**Problem to solve:** Nothing but an exact copy of the listing should be given.

**Exercise materials:**

//! Dora succession and bonus tile counting.

use std::sync::OnceLock;

use serde_derive::{Deserialize, Serialize};

use super::tiles::{Hai, Tile};

static DORA_TABLE: OnceLock<[Hai; 34]> = OnceLock::new();

/// Indicator → dora table, indexed by [`Hai::index`]. Built on first use and
/// never written again.
pub fn dora_table() -> &'static [Hai; 34] {
    DORA_TABLE.get_or_init(|| Hai::all().map(Hai::next))
}

/// Dora indicated by `indicator`.
pub fn dora_of(indicator: Hai) -> Hai {
    dora_table()[indicator.index()]
}

/// Bonus tile counts of one hand.
#[derive(Debug, Default, Copy, Clone, Eq, PartialEq, Hash, Serialize, Deserialize)]
pub struct DoraCount {
    pub dora: usize,
    pub uradora: usize,
    pub akadora: usize,
}

impl DoraCount {
    /// Count dora, uradora and red fives in `tiles`.
    ///
    /// A tile counts once per matching indicator, so a doubled indicator
    /// doubles the bonus.
    pub fn count<'a>(
        tiles: impl IntoIterator<Item = &'a Tile>,
        dora_indicators: &[Hai],
        uradora_indicators: &[Hai],
    ) -> Self {
        let dora: Vec<Hai> = dora_indicators.iter().map(|h| dora_of(*h)).collect();
        let uradora: Vec<Hai> = uradora_indicators.iter().map(|h| dora_of(*h)).collect();

        let mut count = DoraCount::default();
        for tile in tiles {
            let hai = tile.identity();
            count.dora += dora.iter().filter(|d| **d == hai).count();
            count.uradora += uradora.iter().filter(|d| **d == hai).count();
            count.akadora += tile.is_aka() as usize;
        }
        count
    }

    pub fn total(&self) -> usize {
        self.dora + self.uradora + self.akadora
    }
}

**Solution to the exercise:**
//! Dora succession and bonus tile counting.

use std::sync::OnceLock;

use serde_derive::{Deserialize, Serialize};

use super::tiles::{Hai, Tile};

static DORA_TABLE: OnceLock<[Hai; 34]> = OnceLock::new();

/// Indicator → dora table, indexed by [`Hai::index`]. Built on first use and
/// never written again.
pub fn dora_table() -> &'static [Hai; 34] {
    DORA_TABLE.get_or_init(|| Hai::all().map(Hai::next))
}

/// Dora indicated by `indicator`.
pub fn dora_of(indicator: Hai) -> Hai {
    dora_table()[indicator.index()]
}

/// Bonus tile counts of one hand.
#[derive(Debug, Default, Copy, Clone, Eq, PartialEq, Hash, Serialize, Deserialize)]
pub struct DoraCount {
    pub dora: usize,
    pub uradora: usize,
    pub akadora: usize,
}

impl DoraCount {
    /// Count dora, uradora and red fives in `tiles`.
    ///
    /// A tile counts once per matching indicator, so a doubled indicator
    /// doubles the bonus.
    pub fn count<'a>(
        tiles: impl IntoIterator<Item = &'a Tile>,
        dora_indicators: &[Hai],
        uradora_indicators: &[Hai],
    ) -> Self {
        let dora: Vec<Hai> = dora_indicators.iter().map(|h| dora_of(*h)).collect();
        let uradora: Vec<Hai> = uradora_indicators.iter().map(|h| dora_of(*h)).collect();

        let mut count = DoraCount::default();
        for tile in tiles {
            let hai = tile.identity();
            count.dora += dora.iter().filter(|d| **d == hai).count();
            count.uradora += uradora.iter().filter(|d| **d == hai).count();
            count.akadora += tile.is_aka() as usize;
        }
        count
    }

    pub fn total(&self) -> usize {
        self.dora + self.uradora + self.akadora
    }
}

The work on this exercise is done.